Collection entries:
use crate::error::ConfigError;
use crate::settings::Config;
use std::path::Path;

// Declare the modules that make up this crate.
pub mod error;
pub mod optimizer_config;
pub mod settings;

// Re-export the core types to provide a clean public API.
pub use optimizer_config::{OptimizerConfig, WeightBounds};
pub use settings::{AlignmentConfig, DataSourceConfig, EngineConfig, LoggingConfig};

/// The file `load_config` looks for in the working directory.
pub const DEFAULT_CONFIG_FILE: &str = "parallax.toml";

/// Loads the application configuration from `parallax.toml` (if present) with
/// `PARALLAX__SECTION__KEY` environment variables layered on top.
///
/// Every section has defaults, so an absent file yields the default configuration.
pub fn load_config() -> Result<Config, ConfigError> {
    build(config::File::with_name(DEFAULT_CONFIG_FILE).required(false))
}

/// Loads the configuration from an explicit file, which must exist.
pub fn load_config_from(path: impl AsRef<Path>) -> Result<Config, ConfigError> {
    build(config::File::from(path.as_ref()).required(true))
}

fn build<S>(file: S) -> Result<Config, ConfigError>
where
    S: config::Source + Send + Sync + 'static,
{
    let builder = config::Config::builder()
        .add_source(file)
        .add_source(config::Environment::with_prefix("PARALLAX").separator("__"))
        .build()?;

    // Attempt to deserialize the entire configuration into our `Config` struct
    let config = builder.try_deserialize::<Config>()?;
    config.validate().map_err(ConfigError::Invalid)?;

    tracing::debug!(?config, "configuration loaded");
    Ok(config)
}

#[cfg(test)]
mod tests {
    use super::*;
    use core_types::{AlignmentPolicy, ConstraintKind, SeriesBasis};
    use std::io::Write;

    fn write_toml(contents: &str) -> tempfile::NamedTempFile {
        let mut file = tempfile::Builder::new()
            .suffix(".toml")
            .tempfile()
            .unwrap();
        file.write_all(contents.as_bytes()).unwrap();
        file
    }

    #[test]
    fn partial_file_keeps_defaults() {
        let file = write_toml(
            r#"
            [alignment]
            policy = "union"

            [optimizer]
            constraint = "sum_to_one"
            "#,
        );
        let cfg = load_config_from(file.path()).unwrap();
        assert_eq!(cfg.alignment.policy, AlignmentPolicy::Union);
        assert_eq!(cfg.alignment.max_fill_run, 5);
        assert_eq!(cfg.optimizer.constraint, ConstraintKind::SumToOne);
        assert_eq!(cfg.engine.drift_basis, SeriesBasis::Levels);
        assert_eq!(cfg.data_source.default_provider, "mock");
    }

    #[test]
    fn overrides_are_read_as_a_table() {
        let file = write_toml(
            r#"
            [data_source]
            default_provider = "norgate"
            fallback_to_mock = false

            [data_source.overrides]
            "BTC-USD" = "yahoo"
            "#,
        );
        let cfg = load_config_from(file.path()).unwrap();
        assert_eq!(cfg.data_source.default_provider, "norgate");
        // Key case is not guaranteed to survive the config layer; the router
        // matches symbols case-insensitively.
        let routed = cfg
            .data_source
            .overrides
            .iter()
            .find(|(symbol, _)| symbol.eq_ignore_ascii_case("BTC-USD"))
            .map(|(_, provider)| provider.as_str());
        assert_eq!(routed, Some("yahoo"));
        assert!(!cfg.data_source.fallback_to_mock);
    }

    #[test]
    fn invalid_values_fail_validation() {
        let file = write_toml(
            r#"
            [alignment]
            max_fill_run = 0
            "#,
        );
        let err = load_config_from(file.path()).unwrap_err();
        assert!(matches!(err, ConfigError::Invalid(_)));
    }

    #[test]
    fn missing_explicit_file_is_an_error() {
        assert!(load_config_from("/definitely/not/here/parallax.toml").is_err());
    }
}
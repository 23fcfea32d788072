use crate::error::AnalyticsError;
use crate::report::TrackingReport;
use crate::series::{
    CompositeSeries, CorrelationMatrix, CumulativeDrift, DriftSeries, PerformancePaths, SeriesPoint,
};
use crate::stats::{pearson, sample_std, paired};
use aligner::{AlignedFrame, Column};
use chrono::{DateTime, Utc};
use configuration::EngineConfig;
use core_types::{Measure, ReturnKind, SeriesBasis, WeightVector};
use tracing::debug;

/// The rows of a frame on which a target and every proxy are defined, in the
/// engine's drift basis, ready for a least-squares fit.
///
/// `composite(w)` restricted to these rows equals `Σ w_i * columns[i]`.
#[derive(Debug, Clone, PartialEq)]
pub struct TrackingDesign {
    pub timestamps: Vec<DateTime<Utc>>,
    pub proxies: Vec<String>,
    /// One column per proxy, rebased when level matching applies.
    pub columns: Vec<Vec<f64>>,
    pub target: Vec<f64>,
}

impl TrackingDesign {
    pub fn rows(&self) -> usize {
        self.target.len()
    }
}

/// A stateless calculator for correlation, composites and drift over one frame.
///
/// Nothing is cached between calls: every composite and drift is recomputed
/// from the frame and the weight vector passed in.
#[derive(Debug, Clone)]
pub struct DriftEngine<'a> {
    frame: &'a AlignedFrame,
    config: EngineConfig,
}

impl<'a> DriftEngine<'a> {
    pub fn new(frame: &'a AlignedFrame, config: EngineConfig) -> Self {
        Self { frame, config }
    }

    pub fn frame(&self) -> &AlignedFrame {
        self.frame
    }

    pub fn config(&self) -> &EngineConfig {
        &self.config
    }

    /// The column for `symbol` as levels or returns. The first row of a
    /// return series, and any return touching a missing cell, is undefined.
    pub fn series(&self, symbol: &str, basis: SeriesBasis) -> Result<Vec<Measure>, AnalyticsError> {
        let column = self.column(symbol)?;
        Ok(to_basis(&column.prices(), basis, self.config.return_kind))
    }

    /// Pearson correlation between every pair of columns, over the rows where
    /// both are defined. Zero-variance columns yield undefined entries,
    /// including on the diagonal.
    pub fn correlation_matrix(&self) -> CorrelationMatrix {
        let basis = self.config.correlation_basis;
        let symbols: Vec<String> = self.frame.symbols().map(str::to_string).collect();
        let columns: Vec<Vec<Measure>> = self
            .frame
            .columns()
            .iter()
            .map(|c| to_basis(&c.prices(), basis, self.config.return_kind))
            .collect();

        let n = columns.len();
        let mut values = vec![vec![Measure::Undefined; n]; n];
        for i in 0..n {
            for j in i..n {
                let (x, y) = paired(&columns[i], &columns[j]);
                let r = if i == j {
                    // Exactly one unless the column is constant.
                    pearson(&x, &y).map(|_| 1.0)
                } else {
                    pearson(&x, &y)
                };
                values[i][j] = r;
                values[j][i] = r;
            }
        }
        CorrelationMatrix::new(basis, symbols, values)
    }

    /// The weighted proxy combination in the configured drift basis.
    ///
    /// With level matching on a levels basis, every proxy is first rebased to
    /// the target's price on the first row where all of them trade, so any
    /// weights summing to one start exactly at the target's level.
    pub fn composite(&self, target: &str, weights: &WeightVector) -> Result<CompositeSeries, AnalyticsError> {
        let basis = self.config.drift_basis;
        let values = self.weighted(target, weights, basis)?;
        Ok(CompositeSeries {
            basis,
            points: self.points(values),
        })
    }

    /// Pointwise `composite - target`, recomputed on every call.
    pub fn drift(&self, target: &str, weights: &WeightVector) -> Result<DriftSeries, AnalyticsError> {
        let basis = self.config.drift_basis;
        let composite = self.weighted(target, weights, basis)?;
        let target_values = self.series(target, basis)?;

        let values = composite
            .iter()
            .zip(&target_values)
            .map(|(c, t)| match (c, t) {
                (Measure::Value(c), Measure::Value(t)) => Measure::from_f64(c - t),
                _ => Measure::Undefined,
            })
            .collect();

        Ok(DriftSeries {
            basis,
            points: self.points(values),
        })
    }

    /// Running signed and squared drift (the drift cone).
    pub fn cumulative_drift(&self, target: &str, weights: &WeightVector) -> Result<CumulativeDrift, AnalyticsError> {
        Ok(CumulativeDrift::accumulate(&self.drift(target, weights)?))
    }

    /// Builds the least-squares design for fitting `proxies` to `target`.
    pub fn design(&self, target: &str, proxies: &[&str]) -> Result<TrackingDesign, AnalyticsError> {
        if proxies.is_empty() {
            return Err(AnalyticsError::InvalidWeights("no proxy symbols given".to_string()));
        }
        let basis = self.config.drift_basis;
        let target_values = self.series(target, basis)?;
        let factors = self.rebase_factors(target, proxies, basis)?;
        let proxy_values = proxies
            .iter()
            .map(|p| self.series(p, basis))
            .collect::<Result<Vec<_>, _>>()?;

        let mut design = TrackingDesign {
            timestamps: Vec::new(),
            proxies: proxies.iter().map(|p| p.to_string()).collect(),
            columns: vec![Vec::new(); proxies.len()],
            target: Vec::new(),
        };

        for (row, ts) in self.frame.index().iter().enumerate() {
            let Some(t) = target_values[row].value() else {
                continue;
            };
            let row_values: Option<Vec<f64>> = proxy_values
                .iter()
                .zip(&factors)
                .map(|(column, factor)| column[row].value().map(|v| v * factor))
                .collect();
            let Some(row_values) = row_values else {
                continue;
            };
            if row_values.iter().any(|v| !v.is_finite()) {
                continue;
            }
            design.timestamps.push(*ts);
            design.target.push(t);
            for (column, v) in design.columns.iter_mut().zip(row_values) {
                column.push(v);
            }
        }

        if design.rows() < 2 {
            return Err(AnalyticsError::NotEnoughData(format!(
                "{} complete rows for target '{}' and {} proxies",
                design.rows(),
                target,
                proxies.len()
            )));
        }
        Ok(design)
    }

    /// Correlation, volatility and tracking statistics for one weight vector.
    ///
    /// Volatility and tracking error are always computed on returns and
    /// annualized with `periods_per_year`; drift figures follow the drift basis.
    pub fn report(&self, target: &str, weights: &WeightVector) -> Result<TrackingReport, AnalyticsError> {
        let target_returns = self.series(target, SeriesBasis::Returns)?;
        let composite_returns = self.weighted(target, weights, SeriesBasis::Returns)?;
        let (t, c) = paired(&target_returns, &composite_returns);

        let annualize = self.config.periods_per_year.sqrt();
        let differences: Vec<f64> = c.iter().zip(&t).map(|(c, t)| c - t).collect();
        let diff_std = sample_std(&differences);

        let target_volatility = sample_std(&t).map(|s| s * annualize);
        let composite_volatility = sample_std(&c).map(|s| s * annualize);
        let volatility_spread = match (composite_volatility, target_volatility) {
            (Measure::Value(c), Measure::Value(t)) => Measure::from_f64(c - t),
            _ => Measure::Undefined,
        };

        let drift = self.drift(target, weights)?;
        let cone = CumulativeDrift::accumulate(&drift);
        let last = cone.last();
        let cumulative_squared_drift = last.map_or(Measure::Undefined, |p| p.squared);
        let max_abs_drift = if cumulative_squared_drift.is_undefined() {
            Measure::Undefined
        } else {
            drift.values().into_iter().map(f64::abs).reduce(f64::max).into()
        };

        let report = TrackingReport {
            correlation: pearson(&t, &c),
            target_volatility,
            composite_volatility,
            volatility_spread,
            tracking_error: diff_std.map(|s| s * annualize),
            period_tracking_error: diff_std.map(|s| s * (differences.len() as f64).sqrt()),
            final_drift: drift.points.last().map_or(Measure::Undefined, |p| p.value),
            cumulative_drift: last.map_or(Measure::Undefined, |p| p.signed),
            cumulative_squared_drift,
            max_abs_drift,
            observations: t.len(),
        };
        debug!(target_symbol = target, observations = report.observations, correlation = %report.correlation, "tracking report computed");
        Ok(report)
    }

    /// Target and composite compounded from their returns, both starting at `base`.
    pub fn performance_paths(
        &self,
        target: &str,
        weights: &WeightVector,
        base: f64,
    ) -> Result<PerformancePaths, AnalyticsError> {
        let kind = self.config.return_kind;
        let target_returns = self.series(target, SeriesBasis::Returns)?;
        let composite_returns = self.weighted(target, weights, SeriesBasis::Returns)?;
        Ok(PerformancePaths {
            base,
            target: self.points(compound(&target_returns, base, kind)),
            composite: self.points(compound(&composite_returns, base, kind)),
        })
    }

    fn column(&self, symbol: &str) -> Result<&'a Column, AnalyticsError> {
        self.frame
            .column(symbol)
            .ok_or_else(|| AnalyticsError::UnknownSymbol(symbol.to_string()))
    }

    fn points(&self, values: Vec<Measure>) -> Vec<SeriesPoint> {
        self.frame
            .index()
            .iter()
            .zip(values)
            .map(|(timestamp, value)| SeriesPoint {
                timestamp: *timestamp,
                value,
            })
            .collect()
    }

    /// `Σ w_i * proxy_i` per row in `basis`; undefined where any weighted proxy is.
    fn weighted(&self, target: &str, weights: &WeightVector, basis: SeriesBasis) -> Result<Vec<Measure>, AnalyticsError> {
        if weights.is_empty() {
            return Err(AnalyticsError::InvalidWeights("weight vector is empty".to_string()));
        }
        self.column(target)?;
        let symbols: Vec<&str> = weights.symbols().collect();
        let factors = self.rebase_factors(target, &symbols, basis)?;
        let columns = symbols
            .iter()
            .map(|s| self.series(s, basis))
            .collect::<Result<Vec<_>, _>>()?;

        let values = (0..self.frame.len())
            .map(|row| {
                let mut total = 0.0;
                for ((column, factor), (_, w)) in columns.iter().zip(&factors).zip(weights.iter()) {
                    match column[row] {
                        Measure::Value(v) => total += w * v * factor,
                        Measure::Undefined => return Measure::Undefined,
                    }
                }
                Measure::from_f64(total)
            })
            .collect();
        Ok(values)
    }

    /// Per-proxy multipliers that rebase levels onto the target's starting
    /// price. All ones unless level matching applies to `basis`.
    fn rebase_factors(&self, target: &str, proxies: &[&str], basis: SeriesBasis) -> Result<Vec<f64>, AnalyticsError> {
        let columns = proxies
            .iter()
            .map(|p| self.column(p).map(Column::prices))
            .collect::<Result<Vec<_>, _>>()?;
        if basis != SeriesBasis::Levels || !self.config.level_matching {
            return Ok(vec![1.0; proxies.len()]);
        }

        let target_prices = self.column(target)?.prices();
        let anchor = (0..self.frame.len()).find(|&row| {
            target_prices[row].is_some() && columns.iter().all(|c| c[row].is_some())
        });
        let Some(anchor) = anchor else {
            return Err(AnalyticsError::NotEnoughData(format!(
                "no row where '{}' and all proxies have prices",
                target
            )));
        };

        let base = target_prices[anchor].unwrap_or_default();
        // A zero starting price gives an infinite factor; the affected
        // composite cells come out undefined.
        Ok(columns
            .iter()
            .map(|c| base / c[anchor].unwrap_or_default())
            .collect())
    }
}

fn to_basis(prices: &[Option<f64>], basis: SeriesBasis, kind: ReturnKind) -> Vec<Measure> {
    match basis {
        SeriesBasis::Levels => prices.iter().map(|p| Measure::from(*p)).collect(),
        SeriesBasis::Returns => std::iter::once(Measure::Undefined)
            .chain(prices.windows(2).map(|w| match (w[0], w[1]) {
                (Some(previous), Some(current)) => Measure::from_f64(kind.between(previous, current)),
                _ => Measure::Undefined,
            }))
            .take(prices.len())
            .collect(),
    }
}

/// Compounds a return series from `base`, starting on the row before the
/// first defined return. An undefined return ends the path.
fn compound(returns: &[Measure], base: f64, kind: ReturnKind) -> Vec<Measure> {
    let start = returns
        .iter()
        .position(|r| !r.is_undefined())
        .map(|i| i.saturating_sub(1));
    let mut level: Option<f64> = None;

    returns
        .iter()
        .enumerate()
        .map(|(i, r)| {
            match start {
                Some(s) if i == s => level = Some(base),
                Some(s) if i > s => {
                    level = match (level, r) {
                        (Some(l), Measure::Value(r)) => Some(match kind {
                            ReturnKind::Simple => l * (1.0 + r),
                            ReturnKind::Log => l * r.exp(),
                        }),
                        _ => None,
                    }
                }
                _ => {}
            }
            Measure::from(level)
        })
        .collect()
}
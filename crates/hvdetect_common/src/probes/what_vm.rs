//! virt-what style identification helper

use super::{run_helper, vserver};
use crate::evidence::Evidence;
use crate::vm;
use tracing::debug;

/// Diagnostics some virt-what versions print on stdout
const DIAGNOSTIC_PREFIX: &str = "virt-what:";

pub fn probe<E: Evidence + ?Sized>(evidence: &E, program: &str) -> String {
    let Some(output) = run_helper(evidence, program, &[]) else {
        return String::new();
    };

    let Some(line) = output
        .lines()
        .map(str::trim)
        .filter(|line| !line.starts_with(DIAGNOSTIC_PREFIX))
        .find(|line| !line.is_empty())
    else {
        return String::new();
    };

    let reported = line.to_lowercase();
    debug!("{} reported {}", program, reported);

    match reported.as_str() {
        "linux_vserver" => vserver::probe(evidence),
        "xen-hvm" => vm::XEN_HARDWARE.to_string(),
        "xen-dom0" => vm::XEN_PRIVILEGED.to_string(),
        "xen-domu" => vm::XEN_UNPRIVILEGED.to_string(),
        "ibm_systemz" => vm::ZLINUX.to_string(),
        _ => reported,
    }
}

> **The task**
Your response should be the lines above from the first to the one containing "let config = builder.try_deserialize::<Config>()?;", inclusive, each given exactly.

> **Response to this exercise**
use crate::error::ConfigError;
use crate::settings::Config;
use std::path::Path;

// Declare the modules that make up this crate.
pub mod error;
pub mod optimizer_config;
pub mod settings;

// Re-export the core types to provide a clean public API.
pub use optimizer_config::{OptimizerConfig, WeightBounds};
pub use settings::{AlignmentConfig, DataSourceConfig, EngineConfig, LoggingConfig};

/// The file `load_config` looks for in the working directory.
pub const DEFAULT_CONFIG_FILE: &str = "parallax.toml";

/// Loads the application configuration from `parallax.toml` (if present) with
/// `PARALLAX__SECTION__KEY` environment variables layered on top.
///
/// Every section has defaults, so an absent file yields the default configuration.
pub fn load_config() -> Result<Config, ConfigError> {
    build(config::File::with_name(DEFAULT_CONFIG_FILE).required(false))
}

/// Loads the configuration from an explicit file, which must exist.
pub fn load_config_from(path: impl AsRef<Path>) -> Result<Config, ConfigError> {
    build(config::File::from(path.as_ref()).required(true))
}

fn build<S>(file: S) -> Result<Config, ConfigError>
where
    S: config::Source + Send + Sync + 'static,
{
    let builder = config::Config::builder()
        .add_source(file)
        .add_source(config::Environment::with_prefix("PARALLAX").separator("__"))
        .build()?;

    // Attempt to deserialize the entire configuration into our `Config` struct
    let config = builder.try_deserialize::<Config>()?;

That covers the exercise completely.